While we have seen signs of some stabilization and improved visibility in the third quarter of fiscal 2009 relative to the first six months of fiscal 2009, the economic turmoil in the United States, the continuing credit crisis that has affected worldwide financial markets, the significant volatility in the stock markets and other current negative macroeconomic indicators, such as the global recession, or uncertainty or further weakening in key vertical or geographic markets, have resulted in reductions in capital expenditures by end-user customers for our products, longer sales cycles, the deferral or delay of purchase commitments for our products and increased competition. These factors have created significant and increasing uncertainty for the future as they could continue to negatively impact technology spending for the products and services we offer and materially adversely affect our business, operating results and financial condition.
The revenue growth that we have experienced has been driven primarily by an expansion of our customer base coupled with increased purchases from existing customers. We believe the growth we have experienced is the result of business enterprises needing to provide secure mobility to their users in a manner that we believe is more cost effective than the traditional approach of using port-centric networks. While we have experienced both longer sales cycles and seasonality, both of which have slowed our revenue growth, we believe that, without the effect of the current economic conditions, our revenues may have increased at a higher rate during fiscal 2009.

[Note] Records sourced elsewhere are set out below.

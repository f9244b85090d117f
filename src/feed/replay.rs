//! Candle replay feed
//!
//! Replays recorded candles one bar per snapshot request. Snapshots are
//! stamped with the delivery time so the engine treats them as live data.

use super::{FeedError, MarketDataFeed, MarketSnapshot};
use async_trait::async_trait;
use chrono::{DateTime, Utc};
use rust_decimal::Decimal;
use serde::{Deserialize, Serialize};
use std::collections::HashMap;
use std::path::Path;
use tokio::sync::Mutex;

/// Default number of bars handed to strategies
const DEFAULT_HISTORY_LEN: usize = 150;

/// One recorded bar
#[derive(Debug, Clone, Serialize, Deserialize)]
pub struct Candle {
    pub close: Decimal,
    pub volume: Decimal,
    #[serde(default)]
    pub timestamp: Option<DateTime<Utc>>,
}

/// Feed replaying per-symbol candle series
pub struct ReplayFeed {
    series: HashMap<String, Vec<Candle>>,
    cursors: Mutex<HashMap<String, usize>>,
    history_len: usize,
}

impl ReplayFeed {
    /// Create a feed from in-memory series
    pub fn new(series: HashMap<String, Vec<Candle>>) -> Self {
        Self {
            series,
            cursors: Mutex::new(HashMap::new()),
            history_len: DEFAULT_HISTORY_LEN,
        }
    }

    /// Set the number of bars in each snapshot's history
    pub fn with_history_len(mut self, history_len: usize) -> Self {
        self.history_len = history_len.max(1);
        self
    }

    /// Load every `<SYMBOL>.jsonl` file in a directory
    pub fn load_dir(dir: impl AsRef<Path>) -> anyhow::Result<Self> {
        let mut series = HashMap::new();
        for entry in std::fs::read_dir(dir.as_ref())? {
            let path = entry?.path();
            if path.extension().and_then(|e| e.to_str()) != Some("jsonl") {
                continue;
            }
            let Some(symbol) = path.file_stem().and_then(|s| s.to_str()) else {
                continue;
            };
            let content = std::fs::read_to_string(&path)?;
            let candles = content
                .lines()
                .filter(|l| !l.trim().is_empty())
                .map(serde_json::from_str::<Candle>)
                .collect::<Result<Vec<_>, _>>()?;
            tracing::info!(symbol, bars = candles.len(), "Loaded replay series");
            series.insert(symbol.to_string(), candles);
        }
        Ok(Self::new(series))
    }

    /// Symbols available for replay
    pub fn symbols(&self) -> Vec<String> {
        let mut symbols: Vec<String> = self.series.keys().cloned().collect();
        symbols.sort();
        symbols
    }

    /// Whether every series has been fully replayed
    pub async fn is_exhausted(&self) -> bool {
        let cursors = self.cursors.lock().await;
        self.series.iter().all(|(symbol, candles)| {
            cursors.get(symbol).copied().unwrap_or(0) >= candles.len()
        })
    }

    fn start_index(&self, len: usize) -> usize {
        self.history_len.min(len).saturating_sub(1)
    }

    fn window(&self, candles: &[Candle], index: usize) -> (Vec<Decimal>, Vec<Decimal>) {
        let start = (index + 1).saturating_sub(self.history_len);
        let bars = &candles[start..=index];
        (
            bars.iter().map(|c| c.close).collect(),
            bars.iter().map(|c| c.volume).collect(),
        )
    }
}

#[async_trait]
impl MarketDataFeed for ReplayFeed {
    async fn get_snapshot(&self, symbol: &str) -> Result<MarketSnapshot, FeedError> {
        let candles = self
            .series
            .get(symbol)
            .filter(|c| !c.is_empty())
            .ok_or_else(|| FeedError::NoData(symbol.to_string()))?;

        let mut cursors = self.cursors.lock().await;
        let cursor = cursors
            .entry(symbol.to_string())
            .or_insert_with(|| self.start_index(candles.len()));
        if *cursor >= candles.len() {
            return Err(FeedError::NoData(symbol.to_string()));
        }
        let index = *cursor;
        *cursor += 1;
        drop(cursors);

        let (closes, volumes) = self.window(candles, index);
        Ok(MarketSnapshot::from_history(symbol, closes, volumes, Utc::now()))
    }

    async fn select_tradable_symbols(&self, min_volume: Decimal) -> Result<Vec<String>, FeedError> {
        let cursors = self.cursors.lock().await;
        let mut ranked: Vec<(String, Decimal)> = self
            .series
            .iter()
            .filter(|(_, candles)| !candles.is_empty())
            .map(|(symbol, candles)| {
                let index = cursors
                    .get(symbol)
                    .copied()
                    .unwrap_or_else(|| self.start_index(candles.len()))
                    .min(candles.len() - 1);
                let start = (index + 1).saturating_sub(24);
                let volume: Decimal = candles[start..=index]
                    .iter()
                    .map(|c| c.close * c.volume)
                    .sum();
                (symbol.clone(), volume)
            })
            .filter(|(_, volume)| *volume >= min_volume)
            .collect();

        ranked.sort_by(|a, b| b.1.cmp(&a.1).then_with(|| a.0.cmp(&b.0)));
        Ok(ranked.into_iter().map(|(symbol, _)| symbol).collect())
    }
}

#[cfg(test)]
mod tests {
    use super::*;
    use rust_decimal_macros::dec;
    use std::io::Write;

    fn candles(prices: &[i64], volume: Decimal) -> Vec<Candle> {
        prices
            .iter()
            .map(|p| Candle {
                close: Decimal::from(*p),
                volume,
                timestamp: None,
            })
            .collect()
    }

    #[tokio::test]
    async fn test_replay_advances_one_bar_per_snapshot() {
        let mut series = HashMap::new();
        series.insert("XBTUSDTM".to_string(), candles(&[1, 2, 3, 4, 5], dec!(1)));
        let feed = ReplayFeed::new(series).with_history_len(3);

        let first = feed.get_snapshot("XBTUSDTM").await.unwrap();
        assert_eq!(first.closes, vec![dec!(1), dec!(2), dec!(3)]);
        let second = feed.get_snapshot("XBTUSDTM").await.unwrap();
        assert_eq!(second.price, dec!(4));
        assert_eq!(second.closes.len(), 3);

        feed.get_snapshot("XBTUSDTM").await.unwrap();
        assert!(feed.is_exhausted().await);
        let result = feed.get_snapshot("XBTUSDTM").await;
        assert!(matches!(result, Err(FeedError::NoData(_))));
    }

    #[tokio::test]
    async fn test_unknown_symbol() {
        let feed = ReplayFeed::new(HashMap::new());
        let result = feed.get_snapshot("DOGEUSDTM").await;
        assert!(matches!(result, Err(FeedError::NoData(_))));
    }

    #[tokio::test]
    async fn test_select_tradable_symbols_ranks_by_volume() {
        let mut series = HashMap::new();
        series.insert("XBTUSDTM".to_string(), candles(&[100; 30], dec!(50)));
        series.insert("ETHUSDTM".to_string(), candles(&[10; 30], dec!(50)));
        series.insert("DOGEUSDTM".to_string(), candles(&[1; 30], dec!(1)));
        let feed = ReplayFeed::new(series).with_history_len(24);

        let symbols = feed.select_tradable_symbols(dec!(1000)).await.unwrap();
        assert_eq!(symbols, vec!["XBTUSDTM".to_string(), "ETHUSDTM".to_string()]);
    }

    #[test]
    fn test_load_dir() {
        let dir = tempfile::tempdir().unwrap();
        let mut file = std::fs::File::create(dir.path().join("XBTUSDTM.jsonl")).unwrap();
        writeln!(file, r#"{{"close": "100.5", "volume": "12"}}"#).unwrap();
        writeln!(file, r#"{{"close": 101, "volume": 3}}"#).unwrap();
        std::fs::write(dir.path().join("notes.txt"), "ignored").unwrap();

        let feed = ReplayFeed::load_dir(dir.path()).unwrap();
        assert_eq!(feed.symbols(), vec!["XBTUSDTM".to_string()]);
    }
}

Each quarter, our ability to meet our product revenue expectations is dependent upon (1) new orders received, shipped, and recognized in a given quarter, (2) the amount of orders booked but not shipped in the prior quarter, and (3) the amount of deferred revenue entering a given quarter. Our product deferred revenue is comprised of revenue associated with product orders that have shipped but where the terms of the agreement contain acceptance language or other terms that require that the revenue be deferred until all revenue recognition criteria are met, as well as those customer contracts that we entered into prior to our establishment of VSOE of fair value. We typically ship products within a reasonable time period after the receipt of an order and our ability to meet our forecasted product revenue is dependent on our ability to convert our sales pipeline into product revenues from orders received and shipped within the same fiscal quarter.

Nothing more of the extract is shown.